-- Material for this exercise follows --

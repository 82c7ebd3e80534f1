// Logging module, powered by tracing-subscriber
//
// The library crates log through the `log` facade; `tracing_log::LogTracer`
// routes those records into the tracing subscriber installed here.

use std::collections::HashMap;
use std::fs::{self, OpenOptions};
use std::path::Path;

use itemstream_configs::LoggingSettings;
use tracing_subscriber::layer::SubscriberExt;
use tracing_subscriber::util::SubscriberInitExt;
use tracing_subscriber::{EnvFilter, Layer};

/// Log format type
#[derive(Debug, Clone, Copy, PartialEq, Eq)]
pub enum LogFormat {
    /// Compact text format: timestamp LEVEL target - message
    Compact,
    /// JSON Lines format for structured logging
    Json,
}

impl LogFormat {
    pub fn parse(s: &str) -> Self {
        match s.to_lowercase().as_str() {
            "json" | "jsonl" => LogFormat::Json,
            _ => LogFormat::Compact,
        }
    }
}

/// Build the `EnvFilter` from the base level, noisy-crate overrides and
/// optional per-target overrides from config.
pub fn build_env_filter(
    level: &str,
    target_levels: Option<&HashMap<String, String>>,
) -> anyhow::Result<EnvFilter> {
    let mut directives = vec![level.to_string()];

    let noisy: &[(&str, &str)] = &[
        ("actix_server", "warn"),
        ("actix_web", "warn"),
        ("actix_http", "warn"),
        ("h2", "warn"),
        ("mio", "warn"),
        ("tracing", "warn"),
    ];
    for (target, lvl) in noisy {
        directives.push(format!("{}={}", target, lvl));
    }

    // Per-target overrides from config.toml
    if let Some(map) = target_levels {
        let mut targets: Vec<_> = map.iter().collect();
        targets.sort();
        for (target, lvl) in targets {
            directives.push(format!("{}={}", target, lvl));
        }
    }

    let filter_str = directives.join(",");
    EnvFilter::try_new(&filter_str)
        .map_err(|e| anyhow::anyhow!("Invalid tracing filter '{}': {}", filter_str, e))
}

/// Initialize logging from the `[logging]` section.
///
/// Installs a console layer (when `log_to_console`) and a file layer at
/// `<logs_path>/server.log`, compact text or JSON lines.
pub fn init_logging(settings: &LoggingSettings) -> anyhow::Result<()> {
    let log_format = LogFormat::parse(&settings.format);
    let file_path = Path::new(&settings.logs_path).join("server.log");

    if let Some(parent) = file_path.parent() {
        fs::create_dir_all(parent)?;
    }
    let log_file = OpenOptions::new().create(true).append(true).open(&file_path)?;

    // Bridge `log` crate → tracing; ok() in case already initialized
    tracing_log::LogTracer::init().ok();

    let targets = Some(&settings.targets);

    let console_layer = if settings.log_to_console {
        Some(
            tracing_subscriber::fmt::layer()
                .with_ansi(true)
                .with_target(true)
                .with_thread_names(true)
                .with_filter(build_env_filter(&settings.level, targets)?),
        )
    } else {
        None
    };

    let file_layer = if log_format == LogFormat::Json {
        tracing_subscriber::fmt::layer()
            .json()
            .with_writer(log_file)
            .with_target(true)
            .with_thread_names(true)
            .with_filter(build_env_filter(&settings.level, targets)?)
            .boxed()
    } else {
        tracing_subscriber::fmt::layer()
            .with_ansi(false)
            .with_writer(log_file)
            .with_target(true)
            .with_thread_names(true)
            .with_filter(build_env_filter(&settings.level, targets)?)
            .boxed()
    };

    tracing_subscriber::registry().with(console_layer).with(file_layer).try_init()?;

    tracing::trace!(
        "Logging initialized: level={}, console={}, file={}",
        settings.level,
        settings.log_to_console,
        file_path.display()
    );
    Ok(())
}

-- Material for this exercise concluded --

Work instruction:
All lines above should be output verbatim.

Solution:
repository 82c7ebd3e80534f1
// Logging module, powered by tracing-subscriber
//
// The library crates log through the `log` facade; `tracing_log::LogTracer`
// routes those records into the tracing subscriber installed here.

use std::collections::HashMap;
use std::fs::{self, OpenOptions};
use std::path::Path;

use itemstream_configs::LoggingSettings;
use tracing_subscriber::layer::SubscriberExt;
use tracing_subscriber::util::SubscriberInitExt;
use tracing_subscriber::{EnvFilter, Layer};

/// Log format type
#[derive(Debug, Clone, Copy, PartialEq, Eq)]
pub enum LogFormat {
    /// Compact text format: timestamp LEVEL target - message
    Compact,
    /// JSON Lines format for structured logging
    Json,
}

impl LogFormat {
    pub fn parse(s: &str) -> Self {
        match s.to_lowercase().as_str() {
            "json" | "jsonl" => LogFormat::Json,
            _ => LogFormat::Compact,
        }
    }
}

/// Build the `EnvFilter` from the base level, noisy-crate overrides and
/// optional per-target overrides from config.
pub fn build_env_filter(
    level: &str,
    target_levels: Option<&HashMap<String, String>>,
) -> anyhow::Result<EnvFilter> {
    let mut directives = vec![level.to_string()];

    let noisy: &[(&str, &str)] = &[
        ("actix_server", "warn"),
        ("actix_web", "warn"),
        ("actix_http", "warn"),
        ("h2", "warn"),
        ("mio", "warn"),
        ("tracing", "warn"),
    ];
    for (target, lvl) in noisy {
        directives.push(format!("{}={}", target, lvl));
    }

    // Per-target overrides from config.toml
    if let Some(map) = target_levels {
        let mut targets: Vec<_> = map.iter().collect();
        targets.sort();
        for (target, lvl) in targets {
            directives.push(format!("{}={}", target, lvl));
        }
    }

    let filter_str = directives.join(",");
    EnvFilter::try_new(&filter_str)
        .map_err(|e| anyhow::anyhow!("Invalid tracing filter '{}': {}", filter_str, e))
}

/// Initialize logging from the `[logging]` section.
///
/// Installs a console layer (when `log_to_console`) and a file layer at
/// `<logs_path>/server.log`, compact text or JSON lines.
pub fn init_logging(settings: &LoggingSettings) -> anyhow::Result<()> {
    let log_format = LogFormat::parse(&settings.format);
    let file_path = Path::new(&settings.logs_path).join("server.log");

    if let Some(parent) = file_path.parent() {
        fs::create_dir_all(parent)?;
    }
    let log_file = OpenOptions::new().create(true).append(true).open(&file_path)?;

    // Bridge `log` crate → tracing; ok() in case already initialized
    tracing_log::LogTracer::init().ok();

    let targets = Some(&settings.targets);

    let console_layer = if settings.log_to_console {
        Some(
            tracing_subscriber::fmt::layer()
                .with_ansi(true)
                .with_target(true)
                .with_thread_names(true)
                .with_filter(build_env_filter(&settings.level, targets)?),
        )
    } else {
        None
    };

    let file_layer = if log_format == LogFormat::Json {
        tracing_subscriber::fmt::layer()
            .json()
            .with_writer(log_file)
            .with_target(true)
            .with_thread_names(true)
            .with_filter(build_env_filter(&settings.level, targets)?)
            .boxed()
    } else {
        tracing_subscriber::fmt::layer()
            .with_ansi(false)
            .with_writer(log_file)
            .with_target(true)
            .with_thread_names(true)
            .with_filter(build_env_filter(&settings.level, targets)?)
            .boxed()
    };

    tracing_subscriber::registry().with(console_layer).with(file_layer).try_init()?;

    tracing::trace!(
        "Logging initialized: level={}, console={}, file={}",
        settings.level,
        settings.log_to_console,
        file_path.display()
    );
    Ok(())
}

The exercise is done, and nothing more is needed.